Otomotiv şirketlerinin her yıl yüz binlerce tüketiciden aldıkları 200 milyon TL’yi bulan haksız kazanca mahkeme ‘dur’ dedi. Motorlu araç satışında ‘Trafik tescil ücreti’ adı altında tüketiciden alınan 500 TL dolayındaki ücretin ‘haksız’ olduğunu hükmeden tüketici mahkemesi fazladan alınan paranın iadesi yönünde karar verdi. Tüketiciler Birliği Federasyonu Başkanı Bülent Deniz, benzer durum yaşayan kişilerin bir yıllık süre içinde dava açabileceklerini söyledi.
hemen hemen tüm otomotiv markalarının yıllardır araç satın alanlardan aldığı ancak birçok kişinin peşine düşmediği konuyu tüketicilerden biri Ankara Tüketici Hakem Heyeti’ne taşıdı. Ankara 6. Tüketici Mahkemesi de davalı otomotiv şirketinin davacıdan 206.85 lirayı fazla tahsil ettiğine hükmederek tüketiciye iadesine karar verdi.

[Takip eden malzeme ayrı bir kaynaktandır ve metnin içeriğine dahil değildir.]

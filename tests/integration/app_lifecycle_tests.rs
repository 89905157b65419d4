/*!
 * Full app lifecycle tests through the controller
 */

use std::sync::Arc;

use adsync::app_config::Config;
use adsync::app_controller::{Controller, FieldEdits};
use adsync::database::models::{NewAdCopy, QualityBand, TranslationFilter};
use adsync::translation::{NoProgress, RecordingProgress};

use crate::common::{self, mock_providers::RoutingProvider};

fn file_backed_config(dir: &std::path::Path) -> Config {
    let mut config = Config::default();
    config.database_path = common::database_path(dir).to_string_lossy().to_string();
    config
}

#[tokio::test]
async fn test_controller_withFileDatabase_shouldPersistAcrossInstances() {
    let dir = common::create_temp_dir().unwrap();
    let config = file_backed_config(dir.path());

    {
        let controller = Controller::with_config(config.clone()).unwrap();
        controller
            .create_ad_copy(NewAdCopy::new("Winter deals", "Warm up with <product>"))
            .await
            .unwrap();
        controller.add_country("se", "Swedish", None, None).await.unwrap();
    }

    let reopened = Controller::with_config(config).unwrap();
    let stats = reopened.stats().await.unwrap();
    assert_eq!(stats.ad_copy_count, 1);
    assert_eq!(stats.country_count, 1);
    assert_eq!(reopened.get_country("SE").await.unwrap().language, "Swedish");
}

#[tokio::test]
async fn test_adCopyLifecycle_shouldCreateUpdateAndDelete() {
    let controller = Controller::new_for_test().unwrap();

    let ad = controller
        .create_ad_copy(NewAdCopy::new("Old headline", "Body <x>").product("Widget"))
        .await
        .unwrap();
    let edits = FieldEdits {
        headline: Some("New headline".to_string()),
        ..Default::default()
    };
    let updated = controller.update_ad_copy(ad.id, &edits).await.unwrap();

    assert_eq!(updated.headline, "New headline");
    assert_eq!(updated.body, "Body <x>");
    assert_eq!(updated.product, "Widget");

    controller.delete_ad_copy(ad.id).await.unwrap();
    assert!(controller.get_ad_copy(ad.id).await.is_err());
    assert!(controller.delete_ad_copy(ad.id).await.is_err());
}

#[tokio::test]
async fn test_createAdCopy_withBlankBody_shouldBeRejected() {
    let controller = Controller::new_for_test().unwrap();

    let result = controller.create_ad_copy(NewAdCopy::new("Headline", "   ")).await;

    assert!(result.is_err());
    assert!(controller.list_ad_copies().await.unwrap().is_empty());
}

#[tokio::test]
async fn test_addCountry_withDuplicateOrBadCode_shouldFail() {
    let controller = Controller::new_for_test().unwrap();
    controller.add_country("FR", "French", None, None).await.unwrap();

    assert!(controller.add_country("fr", "French", None, None).await.is_err());
    assert!(controller.add_country("FRA", "French", None, None).await.is_err());
    assert!(controller.add_country("F1", "French", None, None).await.is_err());
    assert_eq!(controller.list_countries().await.unwrap().len(), 1);
}

#[tokio::test]
async fn test_translateThenCurate_shouldFilterUpdateAndDelete() {
    let repo = adsync::Repository::new_in_memory().unwrap();
    let provider = RoutingProvider::new(72);
    let controller = Controller::with_parts(Config::default(), repo, Some(Arc::new(provider.clone())));

    let first = controller
        .create_ad_copy(NewAdCopy::new("First", "Try <product>"))
        .await
        .unwrap();
    let second = controller
        .create_ad_copy(NewAdCopy::new("Second", "Love <product>"))
        .await
        .unwrap();
    controller.add_country("FR", "French", None, None).await.unwrap();
    controller.add_country("DE", "German", None, None).await.unwrap();

    let summary = controller
        .translate(
            &[first.id, second.id],
            &["fr".to_string(), "de".to_string()],
            &RecordingProgress::new(),
        )
        .await
        .unwrap();
    assert_eq!(summary.created_count(), 4);

    let french = controller
        .list_translations(&TranslationFilter {
            country_code: Some("FR".to_string()),
            ..Default::default()
        })
        .await
        .unwrap();
    assert_eq!(french.len(), 2);
    assert!(french.iter().all(|t| t.quality_band() == QualityBand::Medium));

    let for_second = controller
        .list_translations(&TranslationFilter {
            ad_copy_id: Some(second.id),
            ..Default::default()
        })
        .await
        .unwrap();
    assert_eq!(for_second.len(), 2);

    let high_only = controller
        .list_translations(&TranslationFilter {
            min_quality: 80,
            ..Default::default()
        })
        .await
        .unwrap();
    assert!(high_only.is_empty());

    let target = &french[0];
    let edited = controller
        .update_translation(
            target.id,
            &FieldEdits {
                body: Some("Essayez <product> !".to_string()),
                ..Default::default()
            },
        )
        .await
        .unwrap();
    assert_eq!(edited.body, "Essayez <product> !");
    assert_eq!(edited.quality_score, 72);
    assert_eq!(edited.headline, target.headline);

    controller.delete_translation(target.id).await.unwrap();
    assert_eq!(controller.stats().await.unwrap().translation_count, 3);
}

#[tokio::test]
async fn test_deleteAdCopy_shouldLeaveTranslations() {
    let provider = RoutingProvider::new(90);
    let controller = Controller::with_parts(
        Config::default(),
        adsync::Repository::new_in_memory().unwrap(),
        Some(Arc::new(provider)),
    );
    let ad = controller
        .create_ad_copy(NewAdCopy::new("Gone soon", "Body"))
        .await
        .unwrap();
    controller.add_country("IT", "Italian", None, None).await.unwrap();
    controller.translate_all("IT", &NoProgress).await.unwrap();

    controller.delete_ad_copy(ad.id).await.unwrap();

    let orphans = controller
        .list_translations(&TranslationFilter {
            ad_copy_id: Some(ad.id),
            ..Default::default()
        })
        .await
        .unwrap();
    assert_eq!(orphans.len(), 1);
}

#[tokio::test]
async fn test_translate_withEmptySelection_shouldFail() {
    let controller = Controller::new_for_test().unwrap();

    assert!(controller.translate(&[], &["FR".to_string()], &NoProgress).await.is_err());
}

Ankara 6. Tüketici Mahkemesi’nin kararı, normal bir hizmet karşılığı olmayan masrafın iadesi anlamına geliyor. Karar emsal teşkil edecek türden. Tüketiciler, eğer büyükşehirde ise ilçe hakem heyetlerine başvurabilirler. Oradan da ilçe hakem heyetlerinden bir karar aldıktan sonra fazladan ödenen parayı icraya koyabilecekler.
200 MİLYON TL
Türkiye’de her yıl ortalama 800-900 bin dolayında araç satılıyor. Her motorlu araç satışında tüketiciden 450 ile 750 TL arasında ‘Trafik tescil ücreti’ adı altında para talep ediliyor. Otomotiv bayileri bu paranın 162 TL’sini vergi olarak devlete, 80 TL’sini ise müşavirlik hizmetleri için komisyoncuya ödüyor. Geriye kalan 200-500 TL arasındaki para ise direkt şirketlerin kendi kasasına giriyordu. Bu yolla elde edilen haksız kazancını büyüklüğü 200 milyon TL olarak hesaplanıyor.
'DAVA AÇMA SÜRESİ BİR YILLIK'
Tüketici Mahkemesi'nin verdiği kararın kesin olduğuna vurgu yapan Tüketiciler Birliği Federasyonu Başkanı Bülent Deniz konuya ilişkin hurriyet.com.tr'ye şunları ifade etti:
"Tüketici ruhsat masraflarına çok dikkat etmeli. Masraf diye alınan paranın çok az bir kısmı resmi makamlara gidiyor. Geri kalanı acentanın, bayinin kasasına giriyor. Siz sıfır bir araç aldığınızda, size trafiğe girmeye hazır bir araç verilmeli. Böyle bir araç için ekstra para talebi, mantığı da hukuku da, ahlaka da aykırıdır. Bu şuna benziyor. Kasaba gidiyorsunuz. Etin fiyatı 5 lira ama, kasap 7 lira talep ediyor. 'Gerekçe olarak ise şunu sunuyor: işte hayvanı bulucam, nakliye ödeyeceğim daha sonra kesim işlemi yapacağım bunların hepsi masraf.' Sıfır araç satışında fazladan alınan para aynen buna benziyor."
Bülent Deniz, mahkemenin aldığı kararın emsal teşkil edebileceğine işaret ederek, benzer durum yaşayan kişilerin bir yıllık süre içinde dava açabileceklerini söyledi.